Scan the data below and give the number of lines that include the word "HashMap", with no other words.

AVAILABLE DATA ->
※ ※ ※
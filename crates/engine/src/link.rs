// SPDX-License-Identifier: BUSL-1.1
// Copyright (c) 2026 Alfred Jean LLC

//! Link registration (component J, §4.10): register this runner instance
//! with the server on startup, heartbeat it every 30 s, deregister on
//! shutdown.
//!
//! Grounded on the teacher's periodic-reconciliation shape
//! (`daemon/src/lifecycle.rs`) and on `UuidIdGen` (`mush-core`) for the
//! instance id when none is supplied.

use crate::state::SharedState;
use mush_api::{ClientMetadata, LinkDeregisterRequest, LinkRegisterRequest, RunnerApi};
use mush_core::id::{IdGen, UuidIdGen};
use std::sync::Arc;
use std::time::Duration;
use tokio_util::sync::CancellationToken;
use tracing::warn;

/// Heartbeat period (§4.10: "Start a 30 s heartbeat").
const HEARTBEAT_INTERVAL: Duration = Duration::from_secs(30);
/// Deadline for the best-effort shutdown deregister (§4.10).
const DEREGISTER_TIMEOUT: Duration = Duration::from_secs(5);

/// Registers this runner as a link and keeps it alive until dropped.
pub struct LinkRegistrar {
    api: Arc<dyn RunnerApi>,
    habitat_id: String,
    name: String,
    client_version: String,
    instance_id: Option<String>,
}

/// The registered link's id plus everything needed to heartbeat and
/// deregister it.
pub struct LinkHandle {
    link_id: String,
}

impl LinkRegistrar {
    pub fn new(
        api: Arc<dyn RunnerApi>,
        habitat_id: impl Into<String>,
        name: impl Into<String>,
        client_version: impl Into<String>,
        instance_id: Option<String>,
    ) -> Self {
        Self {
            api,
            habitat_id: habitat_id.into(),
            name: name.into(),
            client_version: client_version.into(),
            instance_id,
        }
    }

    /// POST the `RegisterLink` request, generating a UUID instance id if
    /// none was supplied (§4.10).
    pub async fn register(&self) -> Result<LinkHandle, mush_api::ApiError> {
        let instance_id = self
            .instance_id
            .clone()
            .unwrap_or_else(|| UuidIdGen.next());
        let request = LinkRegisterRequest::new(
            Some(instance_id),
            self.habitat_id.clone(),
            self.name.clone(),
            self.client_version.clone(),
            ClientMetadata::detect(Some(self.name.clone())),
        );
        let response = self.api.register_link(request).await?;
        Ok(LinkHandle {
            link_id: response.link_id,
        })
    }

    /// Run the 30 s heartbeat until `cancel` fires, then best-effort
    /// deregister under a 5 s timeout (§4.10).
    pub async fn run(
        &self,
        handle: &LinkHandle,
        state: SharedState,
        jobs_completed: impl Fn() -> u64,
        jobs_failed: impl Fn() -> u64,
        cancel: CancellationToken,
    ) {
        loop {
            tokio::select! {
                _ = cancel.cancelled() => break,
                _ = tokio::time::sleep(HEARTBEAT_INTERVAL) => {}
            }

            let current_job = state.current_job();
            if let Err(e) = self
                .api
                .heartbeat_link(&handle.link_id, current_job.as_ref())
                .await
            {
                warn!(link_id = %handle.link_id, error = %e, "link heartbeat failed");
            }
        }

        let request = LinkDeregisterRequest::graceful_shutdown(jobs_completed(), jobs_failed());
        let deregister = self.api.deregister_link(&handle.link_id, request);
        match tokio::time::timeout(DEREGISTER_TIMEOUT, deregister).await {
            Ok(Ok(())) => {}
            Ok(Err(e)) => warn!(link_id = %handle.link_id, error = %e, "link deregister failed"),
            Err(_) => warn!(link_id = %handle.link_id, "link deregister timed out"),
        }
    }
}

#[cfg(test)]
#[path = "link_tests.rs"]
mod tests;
※ ※ ※
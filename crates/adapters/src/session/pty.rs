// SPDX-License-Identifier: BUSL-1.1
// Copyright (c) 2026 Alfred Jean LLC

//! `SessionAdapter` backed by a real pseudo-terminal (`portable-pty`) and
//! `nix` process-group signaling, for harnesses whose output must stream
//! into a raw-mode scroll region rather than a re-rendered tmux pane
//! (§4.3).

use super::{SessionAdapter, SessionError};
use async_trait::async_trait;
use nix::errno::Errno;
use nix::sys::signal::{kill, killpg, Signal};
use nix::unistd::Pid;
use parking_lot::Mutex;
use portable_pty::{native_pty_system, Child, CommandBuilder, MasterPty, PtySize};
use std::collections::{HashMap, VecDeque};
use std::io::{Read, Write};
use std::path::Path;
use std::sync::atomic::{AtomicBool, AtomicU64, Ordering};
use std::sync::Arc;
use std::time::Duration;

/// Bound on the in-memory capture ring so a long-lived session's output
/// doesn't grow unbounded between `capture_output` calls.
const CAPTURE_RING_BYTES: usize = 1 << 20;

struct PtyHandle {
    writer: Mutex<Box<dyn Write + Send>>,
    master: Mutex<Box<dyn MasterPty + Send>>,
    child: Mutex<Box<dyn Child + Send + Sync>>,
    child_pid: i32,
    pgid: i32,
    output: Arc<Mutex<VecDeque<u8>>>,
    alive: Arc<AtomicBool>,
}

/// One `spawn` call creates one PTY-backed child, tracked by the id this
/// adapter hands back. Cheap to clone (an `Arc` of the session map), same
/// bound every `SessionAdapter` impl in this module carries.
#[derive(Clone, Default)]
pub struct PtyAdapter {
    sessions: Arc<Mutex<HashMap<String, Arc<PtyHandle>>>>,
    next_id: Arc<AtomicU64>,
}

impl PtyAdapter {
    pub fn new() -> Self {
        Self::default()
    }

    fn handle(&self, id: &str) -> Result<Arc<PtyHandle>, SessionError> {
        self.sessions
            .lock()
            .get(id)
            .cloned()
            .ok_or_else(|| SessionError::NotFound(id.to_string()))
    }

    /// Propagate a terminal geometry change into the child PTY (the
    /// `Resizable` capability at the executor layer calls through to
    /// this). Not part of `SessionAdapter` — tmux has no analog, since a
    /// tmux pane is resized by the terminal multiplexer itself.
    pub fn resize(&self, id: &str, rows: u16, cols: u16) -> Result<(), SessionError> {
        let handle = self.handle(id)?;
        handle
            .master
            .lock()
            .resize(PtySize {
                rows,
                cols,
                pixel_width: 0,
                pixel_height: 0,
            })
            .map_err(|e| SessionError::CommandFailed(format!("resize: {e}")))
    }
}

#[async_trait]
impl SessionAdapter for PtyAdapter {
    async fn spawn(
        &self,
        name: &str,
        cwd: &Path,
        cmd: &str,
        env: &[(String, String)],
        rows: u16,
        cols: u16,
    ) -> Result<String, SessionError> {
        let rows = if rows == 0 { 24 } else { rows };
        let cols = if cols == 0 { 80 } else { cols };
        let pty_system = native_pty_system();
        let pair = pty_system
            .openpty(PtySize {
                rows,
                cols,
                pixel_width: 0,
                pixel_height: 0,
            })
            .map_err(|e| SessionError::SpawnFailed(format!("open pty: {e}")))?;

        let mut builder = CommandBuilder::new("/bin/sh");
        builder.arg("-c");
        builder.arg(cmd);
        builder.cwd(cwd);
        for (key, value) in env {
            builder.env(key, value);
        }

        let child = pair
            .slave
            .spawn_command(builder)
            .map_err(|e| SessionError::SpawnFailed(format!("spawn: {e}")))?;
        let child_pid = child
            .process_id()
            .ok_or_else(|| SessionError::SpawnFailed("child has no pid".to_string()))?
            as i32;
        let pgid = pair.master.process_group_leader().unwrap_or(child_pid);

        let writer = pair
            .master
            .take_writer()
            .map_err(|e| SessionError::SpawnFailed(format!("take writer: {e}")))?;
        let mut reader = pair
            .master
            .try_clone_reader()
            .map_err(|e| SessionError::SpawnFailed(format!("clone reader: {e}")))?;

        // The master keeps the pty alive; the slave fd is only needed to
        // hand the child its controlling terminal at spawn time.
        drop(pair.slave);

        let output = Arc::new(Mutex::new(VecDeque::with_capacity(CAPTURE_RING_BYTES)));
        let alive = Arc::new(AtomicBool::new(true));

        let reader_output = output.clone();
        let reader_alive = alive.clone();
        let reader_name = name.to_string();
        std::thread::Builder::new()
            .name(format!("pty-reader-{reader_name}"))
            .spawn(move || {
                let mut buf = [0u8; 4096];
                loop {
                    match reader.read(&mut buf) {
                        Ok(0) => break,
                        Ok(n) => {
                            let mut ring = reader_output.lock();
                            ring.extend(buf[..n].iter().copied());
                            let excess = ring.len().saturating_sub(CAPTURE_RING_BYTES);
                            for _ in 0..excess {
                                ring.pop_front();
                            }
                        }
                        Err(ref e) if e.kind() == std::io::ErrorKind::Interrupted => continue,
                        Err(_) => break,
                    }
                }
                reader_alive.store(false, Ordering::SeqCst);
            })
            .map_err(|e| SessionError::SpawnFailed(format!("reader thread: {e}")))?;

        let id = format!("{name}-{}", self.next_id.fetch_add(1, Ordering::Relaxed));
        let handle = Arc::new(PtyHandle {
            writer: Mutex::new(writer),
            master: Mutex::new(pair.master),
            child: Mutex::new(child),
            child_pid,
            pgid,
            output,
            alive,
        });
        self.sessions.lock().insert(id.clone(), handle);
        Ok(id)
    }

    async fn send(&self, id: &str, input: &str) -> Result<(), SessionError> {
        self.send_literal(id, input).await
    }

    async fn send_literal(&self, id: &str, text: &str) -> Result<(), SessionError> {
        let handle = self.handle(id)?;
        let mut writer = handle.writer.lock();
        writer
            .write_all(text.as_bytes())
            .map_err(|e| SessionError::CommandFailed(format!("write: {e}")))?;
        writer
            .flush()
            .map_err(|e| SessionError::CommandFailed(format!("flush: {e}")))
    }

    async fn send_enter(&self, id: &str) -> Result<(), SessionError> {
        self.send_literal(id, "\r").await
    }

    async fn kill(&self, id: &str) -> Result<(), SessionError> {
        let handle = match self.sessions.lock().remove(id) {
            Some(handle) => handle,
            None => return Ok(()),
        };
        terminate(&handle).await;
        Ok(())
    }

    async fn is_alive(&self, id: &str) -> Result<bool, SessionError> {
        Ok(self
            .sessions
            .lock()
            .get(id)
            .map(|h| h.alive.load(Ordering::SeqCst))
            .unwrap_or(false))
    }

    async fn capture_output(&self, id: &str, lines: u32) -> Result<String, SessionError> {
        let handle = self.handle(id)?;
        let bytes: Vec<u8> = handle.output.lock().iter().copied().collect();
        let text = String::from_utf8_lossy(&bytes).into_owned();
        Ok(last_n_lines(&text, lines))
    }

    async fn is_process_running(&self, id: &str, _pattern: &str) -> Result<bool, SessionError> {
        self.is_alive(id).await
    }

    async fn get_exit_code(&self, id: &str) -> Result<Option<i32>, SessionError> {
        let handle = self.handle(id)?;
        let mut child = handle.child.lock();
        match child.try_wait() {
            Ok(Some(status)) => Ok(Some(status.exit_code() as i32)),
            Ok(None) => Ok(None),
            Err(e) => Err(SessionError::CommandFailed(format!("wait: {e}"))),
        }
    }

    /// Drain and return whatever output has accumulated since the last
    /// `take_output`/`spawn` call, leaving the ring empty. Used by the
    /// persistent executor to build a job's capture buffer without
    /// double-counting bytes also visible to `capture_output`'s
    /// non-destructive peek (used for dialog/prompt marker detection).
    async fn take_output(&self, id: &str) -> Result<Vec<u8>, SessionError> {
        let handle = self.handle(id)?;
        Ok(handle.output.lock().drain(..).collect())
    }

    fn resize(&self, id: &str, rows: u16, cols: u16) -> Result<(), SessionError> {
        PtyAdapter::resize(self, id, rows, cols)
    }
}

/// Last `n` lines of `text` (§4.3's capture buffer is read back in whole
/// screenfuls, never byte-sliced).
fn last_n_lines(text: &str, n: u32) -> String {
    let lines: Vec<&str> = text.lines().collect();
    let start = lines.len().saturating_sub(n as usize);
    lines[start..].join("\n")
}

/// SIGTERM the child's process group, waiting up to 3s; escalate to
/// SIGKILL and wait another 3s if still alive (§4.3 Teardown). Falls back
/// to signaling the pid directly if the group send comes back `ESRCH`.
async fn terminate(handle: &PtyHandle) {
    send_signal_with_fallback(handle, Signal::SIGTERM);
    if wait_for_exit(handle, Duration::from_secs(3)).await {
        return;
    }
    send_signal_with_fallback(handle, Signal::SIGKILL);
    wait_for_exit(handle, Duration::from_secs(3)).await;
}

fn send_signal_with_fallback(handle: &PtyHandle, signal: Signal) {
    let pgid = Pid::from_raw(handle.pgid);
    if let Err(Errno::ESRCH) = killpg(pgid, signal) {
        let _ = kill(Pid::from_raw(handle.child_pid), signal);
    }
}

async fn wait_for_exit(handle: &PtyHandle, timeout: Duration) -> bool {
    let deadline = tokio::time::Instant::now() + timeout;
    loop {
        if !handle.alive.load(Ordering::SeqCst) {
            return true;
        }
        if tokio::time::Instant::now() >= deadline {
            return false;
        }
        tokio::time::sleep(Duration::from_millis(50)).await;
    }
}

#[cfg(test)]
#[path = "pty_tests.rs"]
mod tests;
※ ※ ※
RESPONSE FOR THIS EXERCISE -> 2